Estamos viviendo un tiempo en el que la incredulidad ciudadana alcanza niveles históricos. Nada de lo que dicen los políticos, los medios de comunicación, la Iglesia, los líderes obreros y empresariales o los representantes de la Justicia merece credibilidad. Esta situación, que plantea una ruptura entre la sociedad y sus élites dirigentes, caracteriza a la mayoría de los países latinoamericanos, que viven en pleno el desencanto de la democracia. En México ni siquiera hemos completado la transición a una democracia electoral, y sin embargo el descrédito de la clase política y de los demás actores de la escena pública plantea ya el inicio de una crisis de legitimidad.
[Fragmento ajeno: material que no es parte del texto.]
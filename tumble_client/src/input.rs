//! Pointer input.
//!
//! Raw pointer events as the controls see them. Pointer identity is carried
//! on every event so each control can own exactly one pointer at a time
//! without shared "dragging" flags.

use serde::{Deserialize, Serialize};
use tumble_shared::math::Vec2;

/// Identifies one physical pointer (finger, pen, mouse) for its lifetime.
#[derive(Debug, Clone, Copy, PartialEq, Eq, Hash, Serialize, Deserialize)]
pub struct PointerId(pub i32);

/// Phase of a pointer event.
#[derive(Debug, Clone, Copy, PartialEq, Eq, Serialize, Deserialize)]
pub enum PointerPhase {
    Down,
    Move,
    Up,
    Cancel,
}

/// One sampled pointer event, in screen units.
#[derive(Debug, Clone, Copy, PartialEq, Serialize, Deserialize)]
pub struct PointerEvent {
    pub id: PointerId,
    pub phase: PointerPhase,
    pub position: Vec2,
}

impl PointerEvent {
    pub fn down(id: i32, x: f32, y: f32) -> Self {
        Self::new(id, PointerPhase::Down, x, y)
    }

    pub fn moved(id: i32, x: f32, y: f32) -> Self {
        Self::new(id, PointerPhase::Move, x, y)
    }

    pub fn up(id: i32) -> Self {
        Self::new(id, PointerPhase::Up, 0.0, 0.0)
    }

    pub fn cancel(id: i32) -> Self {
        Self::new(id, PointerPhase::Cancel, 0.0, 0.0)
    }

    fn new(id: i32, phase: PointerPhase, x: f32, y: f32) -> Self {
        Self {
            id: PointerId(id),
            phase,
            position: Vec2::new(x, y),
        }
    }
}
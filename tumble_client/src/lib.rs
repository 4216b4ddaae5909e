//! `tumble_client`
//!
//! Client-side controls:
//! - Pointer input types
//! - Repeat-input controls (directional pad, fast drop)
//! - Axis rings and the axis controller (gesture -> rotation commands)
//! - The control target those commands are applied to

pub mod axis;
pub mod input;
pub mod repeat;
pub mod ring;
pub mod target;

pub use axis::AxisController;
pub use repeat::{FastDropController, PadController};
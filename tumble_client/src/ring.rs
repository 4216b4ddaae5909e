//! Rotation ring drag gestures.
//!
//! Each axis has a ring around a shared center. Dragging a ring reports the
//! angle swept since pointer-down to the axis controller; releasing resets
//! the axis. One drag per ring, keyed by pointer id, so different fingers
//! can work different rings at the same time.

use tracing::trace;
use tumble_shared::math::{normalize_degrees, wrap_delta_degrees, Vec2};

use crate::{
    axis::{Axis, AxisController, RotationSink},
    input::PointerId,
};

/// Ring angle of `position` around `center`: 0 at the top, clockwise,
/// in `[0, 360)`.
pub fn ring_angle(center: Vec2, position: Vec2) -> f32 {
    let d = position - center;
    normalize_degrees(d.y.atan2(d.x).to_degrees() + 90.0)
}

/// Point on a ring of `radius` at ring angle `degrees`.
pub fn ring_point(center: Vec2, radius: f32, degrees: f32) -> Vec2 {
    let r = degrees.to_radians();
    Vec2::new(center.x + radius * r.sin(), center.y - radius * r.cos())
}

#[derive(Debug, Clone, Copy)]
struct RingDrag {
    pointer: PointerId,
    start_angle: f32,
    current_angle: f32,
}

/// Drag tracking for the three axis rings.
#[derive(Debug, Clone)]
pub struct AxisRings {
    center: Vec2,
    drags: [Option<RingDrag>; 3],
}

impl AxisRings {
    pub fn new(center: Vec2) -> Self {
        Self {
            center,
            drags: [None; 3],
        }
    }

    fn find(&self, id: PointerId) -> Option<Axis> {
        Axis::ALL
            .into_iter()
            .find(|a| matches!(self.drags[a.index()], Some(d) if d.pointer == id))
    }

    /// Swept angle of the ring being dragged on `axis`, for ring visuals.
    pub fn drag_angle(&self, axis: Axis) -> Option<f32> {
        self.drags[axis.index()].map(|d| d.current_angle)
    }

    pub fn is_dragging(&self, axis: Axis) -> bool {
        self.drags[axis.index()].is_some()
    }

    /// Starts a drag of `axis` by pointer `id`.
    ///
    /// Returns false when the ring is already held or the pointer is
    /// already dragging another ring.
    pub fn pointer_down(&mut self, axis: Axis, id: PointerId, position: Vec2) -> bool {
        if self.is_dragging(axis) || self.find(id).is_some() {
            trace!(%axis, ?id, "ring drag refused");
            return false;
        }
        self.drags[axis.index()] = Some(RingDrag {
            pointer: id,
            start_angle: ring_angle(self.center, position),
            current_angle: 0.0,
        });
        true
    }

    /// Feeds a move of pointer `id` to the controller, if it drags a ring.
    pub fn pointer_move<S: RotationSink>(
        &mut self,
        ctl: &mut AxisController<S>,
        id: PointerId,
        position: Vec2,
    ) {
        let Some(axis) = self.find(id) else {
            return;
        };
        let center = self.center;
        let Some(drag) = self.drags[axis.index()].as_mut() else {
            return;
        };
        let delta = wrap_delta_degrees(ring_angle(center, position) - drag.start_angle);
        drag.current_angle = delta;
        ctl.set_axis_angle(axis, delta);
    }

    /// Ends the drag of pointer `id` and resets its axis.
    pub fn pointer_up<S: RotationSink>(&mut self, ctl: &mut AxisController<S>, id: PointerId) {
        let Some(axis) = self.find(id) else {
            return;
        };
        self.drags[axis.index()] = None;
        ctl.reset_axis(axis);
    }
}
Hagamos un breve recuento de hechos. El PRI dice que elegirá democráticamente a su candidato, pero le resulta muy difícil ocultar la cargada a favor de uno de ellos. Sus contrincantes internos luchan en el nombre de la democracia, siendo ellos mismos los representantes más conspicuos del autoritarismo y la corrupción. El Presidente de la República dice que no recibió financiamiento de Cabal Peniche, pero éste afirma que sí, al tiempo que Madrazo lo admite, exhibiendo al Presidente. El PAN modifica sus estatutos para dar la oportunidad de elegir a su candidato presidencial a sus militante y simpatizantes, pero tiene sólo un candidato y por tanto la elección no tiene sentido. El PRD, adalid de la democracia, lleva a cabo una elección interna fraudulenta. Luego propone una alianza opositora, pero su líder histórico acepta presuroso la candidatura por otros partidos diferentes al suyo, a uno de los cuales antes había tachado de palero del salinismo. El PRD y el PAN siguen hablando de alianza, siendo que ninguno la desea en realidad por no convenir a sus intereses, escenificando una comedia electoral cuyo final cada uno espera que sea la descalificación del contrario.
Una buena parte de los dirigentes empresariales han defendido sus intereses particulares de una forma poco digna y nada civil (recuérdese Fobaproa), siendo incapaces de proponer políticas alternativas de desarrollo y de instrumentar la democracia al interior de sus organizaciones (caso Concanaco y de otras asociaciones empresariales). Los ``líderes morales'' del sector predican en el vacío y las nuevas figuras carecen de reconocimiento moral. El sindicalismo obrero no sale de su letargo, y los líderes ``modernizadores'' son, en su mayoría, tan verticalistas como sus enemigos.
El cardenal tapatío reclama justicia y verdad en el caso del asesinato de su antecesor, pero poco le importa la escandalosa violación de los derechos humanos de los delincuentes en su propia diócesis. Una juez, reconocida por sus pares como una profesional, es procesada, mientras muchos otros siguen cometiendo abusos sin fin.
Los medios, que han vivido una primera etapa de liberalización en esta década, demostraron sus limitaciones y sus reflejos autoritarios en el caso del asesinato de Paco Stanley. La irresponsabilidad pública de los medios, sobre todo de la televisión, quedó de manifiesto, demostrándose que en ausencia de algún control ciudadano o de código de conducta ética obligatorios, los medios pueden ser un lastre en la construcción de la democracia.
Finalmente, la sociedad civil, aquel conjunto de actores sociales disímbolos que fue visto por la opinión pública como una esperanza democratizadora, ha perdido visibilidad e iniciativa. No ha podido asumir simultáneamente el doble papel de crítica del sistema político en su conjunto y constructora asociada de nuevos estilos de gobernar. Tanto en los gobiernos panistas como en el del Distrito Federal muchos de los líderes de la sociedad civil se embarcaron en la construcción institucional desde una perspectiva meramente personal, descabezando a sus organizaciones. Una relación gobierno-sociedad civil basada en la autonomía ha probado ser difícil de construir (aunque hay casos exitosos en lo micro). De otra parte, sectores de la sociedad civil, como la Junta de Asistencia Privada del DF, han demostrado ser territorio de corrupción y autoritarismo.
La ruptura entre la práctica política y la moralidad pública puede conducir a una crisis de legitimidad global, y no sólo del régimen. La población puede ver a sus élites con creciente sarcasmo e incredulidad. Antes de que ello abra la puerta a líderes antipolíticos o populismos personalistas es necesario exigir a los actores políticos y sociales congruencia y valor civil.